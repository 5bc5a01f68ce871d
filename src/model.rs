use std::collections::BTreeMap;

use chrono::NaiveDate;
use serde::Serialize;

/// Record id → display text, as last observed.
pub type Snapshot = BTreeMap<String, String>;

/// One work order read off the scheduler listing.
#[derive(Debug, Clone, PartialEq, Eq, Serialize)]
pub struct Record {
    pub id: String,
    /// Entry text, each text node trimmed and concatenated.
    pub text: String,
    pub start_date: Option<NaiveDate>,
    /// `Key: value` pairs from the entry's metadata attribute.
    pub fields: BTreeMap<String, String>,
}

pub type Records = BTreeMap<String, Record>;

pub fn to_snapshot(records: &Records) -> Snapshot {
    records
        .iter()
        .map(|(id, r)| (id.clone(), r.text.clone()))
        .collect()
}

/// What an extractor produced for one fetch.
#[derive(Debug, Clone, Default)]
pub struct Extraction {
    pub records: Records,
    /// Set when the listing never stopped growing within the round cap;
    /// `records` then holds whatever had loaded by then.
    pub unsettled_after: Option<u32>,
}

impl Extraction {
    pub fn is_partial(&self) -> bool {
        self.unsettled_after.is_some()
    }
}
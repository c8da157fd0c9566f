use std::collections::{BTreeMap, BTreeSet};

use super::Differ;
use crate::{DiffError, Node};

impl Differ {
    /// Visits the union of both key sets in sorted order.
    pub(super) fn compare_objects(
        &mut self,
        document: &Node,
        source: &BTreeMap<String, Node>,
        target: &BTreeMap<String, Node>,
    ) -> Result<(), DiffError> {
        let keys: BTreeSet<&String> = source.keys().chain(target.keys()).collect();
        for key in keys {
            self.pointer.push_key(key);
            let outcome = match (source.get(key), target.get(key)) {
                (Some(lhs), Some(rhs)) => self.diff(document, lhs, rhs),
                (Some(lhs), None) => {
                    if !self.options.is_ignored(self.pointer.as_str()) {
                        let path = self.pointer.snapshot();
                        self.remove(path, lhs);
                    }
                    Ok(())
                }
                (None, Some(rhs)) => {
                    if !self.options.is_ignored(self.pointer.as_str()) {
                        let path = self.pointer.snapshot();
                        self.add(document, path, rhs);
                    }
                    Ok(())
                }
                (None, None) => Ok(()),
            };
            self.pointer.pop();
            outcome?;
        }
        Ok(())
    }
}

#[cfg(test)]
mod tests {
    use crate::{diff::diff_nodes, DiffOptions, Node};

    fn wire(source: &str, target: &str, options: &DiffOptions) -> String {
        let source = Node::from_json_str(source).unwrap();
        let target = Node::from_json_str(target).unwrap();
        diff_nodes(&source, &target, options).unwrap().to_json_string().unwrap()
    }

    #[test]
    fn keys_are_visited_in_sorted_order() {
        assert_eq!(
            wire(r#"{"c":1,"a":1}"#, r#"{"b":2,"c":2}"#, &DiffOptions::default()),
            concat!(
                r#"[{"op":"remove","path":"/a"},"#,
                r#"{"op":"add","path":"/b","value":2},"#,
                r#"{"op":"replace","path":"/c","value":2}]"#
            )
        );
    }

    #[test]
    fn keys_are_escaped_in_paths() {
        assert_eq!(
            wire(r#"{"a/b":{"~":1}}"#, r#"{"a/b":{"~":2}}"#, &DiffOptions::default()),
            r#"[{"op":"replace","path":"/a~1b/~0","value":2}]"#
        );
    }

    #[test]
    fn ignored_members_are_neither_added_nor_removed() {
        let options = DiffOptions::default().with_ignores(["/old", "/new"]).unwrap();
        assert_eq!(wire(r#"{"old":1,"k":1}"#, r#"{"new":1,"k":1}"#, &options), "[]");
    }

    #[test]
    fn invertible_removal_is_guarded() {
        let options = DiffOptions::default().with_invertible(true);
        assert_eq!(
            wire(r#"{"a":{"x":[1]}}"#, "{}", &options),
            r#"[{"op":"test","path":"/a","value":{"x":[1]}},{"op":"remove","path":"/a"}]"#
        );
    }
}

==

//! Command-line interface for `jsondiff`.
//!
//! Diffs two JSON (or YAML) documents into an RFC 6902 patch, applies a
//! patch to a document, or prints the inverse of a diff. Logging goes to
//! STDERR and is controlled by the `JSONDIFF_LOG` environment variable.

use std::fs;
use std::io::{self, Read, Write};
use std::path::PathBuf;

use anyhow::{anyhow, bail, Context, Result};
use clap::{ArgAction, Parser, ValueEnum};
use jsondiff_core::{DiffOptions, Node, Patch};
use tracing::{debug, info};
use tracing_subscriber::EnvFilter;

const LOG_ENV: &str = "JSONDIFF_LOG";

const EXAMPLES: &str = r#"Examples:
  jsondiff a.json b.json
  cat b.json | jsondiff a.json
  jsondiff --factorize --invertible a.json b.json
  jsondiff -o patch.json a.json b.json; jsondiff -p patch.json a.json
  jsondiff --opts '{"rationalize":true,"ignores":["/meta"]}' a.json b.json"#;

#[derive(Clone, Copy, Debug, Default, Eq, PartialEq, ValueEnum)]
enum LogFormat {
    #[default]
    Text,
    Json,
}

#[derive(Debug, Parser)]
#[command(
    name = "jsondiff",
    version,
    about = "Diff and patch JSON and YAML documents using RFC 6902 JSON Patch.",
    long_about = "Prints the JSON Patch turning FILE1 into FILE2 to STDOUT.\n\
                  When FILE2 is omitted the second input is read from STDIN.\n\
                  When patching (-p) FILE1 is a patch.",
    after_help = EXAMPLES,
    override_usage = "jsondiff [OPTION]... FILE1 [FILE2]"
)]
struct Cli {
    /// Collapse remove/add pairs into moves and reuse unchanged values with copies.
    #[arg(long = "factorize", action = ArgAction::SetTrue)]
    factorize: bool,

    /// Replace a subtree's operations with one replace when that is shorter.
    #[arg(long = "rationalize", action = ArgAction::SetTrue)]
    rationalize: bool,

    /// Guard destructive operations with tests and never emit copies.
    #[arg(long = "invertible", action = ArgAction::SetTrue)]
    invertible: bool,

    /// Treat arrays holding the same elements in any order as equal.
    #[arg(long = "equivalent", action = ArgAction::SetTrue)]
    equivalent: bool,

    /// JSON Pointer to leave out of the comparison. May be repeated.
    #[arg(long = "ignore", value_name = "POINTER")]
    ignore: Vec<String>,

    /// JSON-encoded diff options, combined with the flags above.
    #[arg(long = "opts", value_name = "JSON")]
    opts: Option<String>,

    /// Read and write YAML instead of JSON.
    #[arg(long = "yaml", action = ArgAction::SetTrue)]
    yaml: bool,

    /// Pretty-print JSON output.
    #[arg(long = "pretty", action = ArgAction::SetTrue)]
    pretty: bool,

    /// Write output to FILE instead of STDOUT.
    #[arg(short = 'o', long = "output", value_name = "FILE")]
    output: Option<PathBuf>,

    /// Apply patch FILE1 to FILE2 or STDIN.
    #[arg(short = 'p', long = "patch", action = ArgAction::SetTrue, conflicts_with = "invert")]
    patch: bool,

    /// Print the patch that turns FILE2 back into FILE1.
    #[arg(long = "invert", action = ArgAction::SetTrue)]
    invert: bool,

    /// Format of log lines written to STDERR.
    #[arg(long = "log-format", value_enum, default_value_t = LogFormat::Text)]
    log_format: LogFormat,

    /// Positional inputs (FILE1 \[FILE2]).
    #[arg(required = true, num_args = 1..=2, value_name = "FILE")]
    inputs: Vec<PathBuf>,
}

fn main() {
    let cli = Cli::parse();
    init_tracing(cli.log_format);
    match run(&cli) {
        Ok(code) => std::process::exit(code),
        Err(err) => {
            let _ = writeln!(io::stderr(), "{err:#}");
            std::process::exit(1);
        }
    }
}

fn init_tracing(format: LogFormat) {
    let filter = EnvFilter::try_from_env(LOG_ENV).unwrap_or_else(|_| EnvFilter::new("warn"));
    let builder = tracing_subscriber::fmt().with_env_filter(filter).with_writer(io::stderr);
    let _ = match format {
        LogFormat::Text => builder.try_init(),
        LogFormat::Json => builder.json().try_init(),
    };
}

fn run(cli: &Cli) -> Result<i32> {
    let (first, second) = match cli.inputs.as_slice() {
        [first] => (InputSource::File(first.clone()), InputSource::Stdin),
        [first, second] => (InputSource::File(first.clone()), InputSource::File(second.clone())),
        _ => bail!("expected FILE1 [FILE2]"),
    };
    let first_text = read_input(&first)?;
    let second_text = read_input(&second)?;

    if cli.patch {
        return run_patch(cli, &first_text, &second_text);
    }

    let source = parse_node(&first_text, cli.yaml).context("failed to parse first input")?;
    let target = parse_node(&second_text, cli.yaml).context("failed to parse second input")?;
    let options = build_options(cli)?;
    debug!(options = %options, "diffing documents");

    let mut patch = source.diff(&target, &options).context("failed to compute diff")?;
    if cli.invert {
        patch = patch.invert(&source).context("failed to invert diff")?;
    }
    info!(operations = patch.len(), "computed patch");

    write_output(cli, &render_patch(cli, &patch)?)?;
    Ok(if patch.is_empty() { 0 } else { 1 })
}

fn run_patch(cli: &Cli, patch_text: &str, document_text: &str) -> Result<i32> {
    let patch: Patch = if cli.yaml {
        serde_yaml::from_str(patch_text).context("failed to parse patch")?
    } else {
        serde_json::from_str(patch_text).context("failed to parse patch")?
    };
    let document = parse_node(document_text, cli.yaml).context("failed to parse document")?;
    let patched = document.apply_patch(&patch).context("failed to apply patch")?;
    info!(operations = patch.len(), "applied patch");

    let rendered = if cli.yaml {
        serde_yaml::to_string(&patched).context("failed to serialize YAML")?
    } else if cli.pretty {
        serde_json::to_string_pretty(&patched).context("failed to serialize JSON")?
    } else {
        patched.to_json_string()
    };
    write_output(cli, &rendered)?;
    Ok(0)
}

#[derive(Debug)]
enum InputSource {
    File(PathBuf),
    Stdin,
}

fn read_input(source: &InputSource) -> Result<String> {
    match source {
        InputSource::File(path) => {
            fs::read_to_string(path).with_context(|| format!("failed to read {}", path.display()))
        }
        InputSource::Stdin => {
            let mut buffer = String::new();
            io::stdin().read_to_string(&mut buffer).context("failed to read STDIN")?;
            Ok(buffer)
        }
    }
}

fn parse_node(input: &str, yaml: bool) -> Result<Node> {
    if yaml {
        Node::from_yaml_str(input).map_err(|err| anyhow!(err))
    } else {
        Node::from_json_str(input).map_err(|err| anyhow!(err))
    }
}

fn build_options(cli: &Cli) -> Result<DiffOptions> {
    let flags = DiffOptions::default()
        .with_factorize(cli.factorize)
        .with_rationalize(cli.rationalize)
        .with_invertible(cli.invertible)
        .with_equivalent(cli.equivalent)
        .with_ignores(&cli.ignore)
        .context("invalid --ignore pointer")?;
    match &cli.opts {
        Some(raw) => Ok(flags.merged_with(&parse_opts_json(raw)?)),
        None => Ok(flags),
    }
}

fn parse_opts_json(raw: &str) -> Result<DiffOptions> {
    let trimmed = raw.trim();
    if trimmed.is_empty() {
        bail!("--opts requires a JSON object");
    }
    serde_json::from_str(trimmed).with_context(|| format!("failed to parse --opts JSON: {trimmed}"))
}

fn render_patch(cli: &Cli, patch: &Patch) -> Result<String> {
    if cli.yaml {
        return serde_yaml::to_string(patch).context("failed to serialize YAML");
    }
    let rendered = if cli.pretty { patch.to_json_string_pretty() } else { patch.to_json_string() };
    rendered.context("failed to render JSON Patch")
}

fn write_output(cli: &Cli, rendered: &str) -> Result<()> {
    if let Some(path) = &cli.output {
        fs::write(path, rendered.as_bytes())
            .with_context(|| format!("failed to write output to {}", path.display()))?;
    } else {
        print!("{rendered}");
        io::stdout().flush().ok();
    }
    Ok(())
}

> [Assigned task] Using the entries above, give the number of lines that include "operations", with no added words.

> [Written response] 4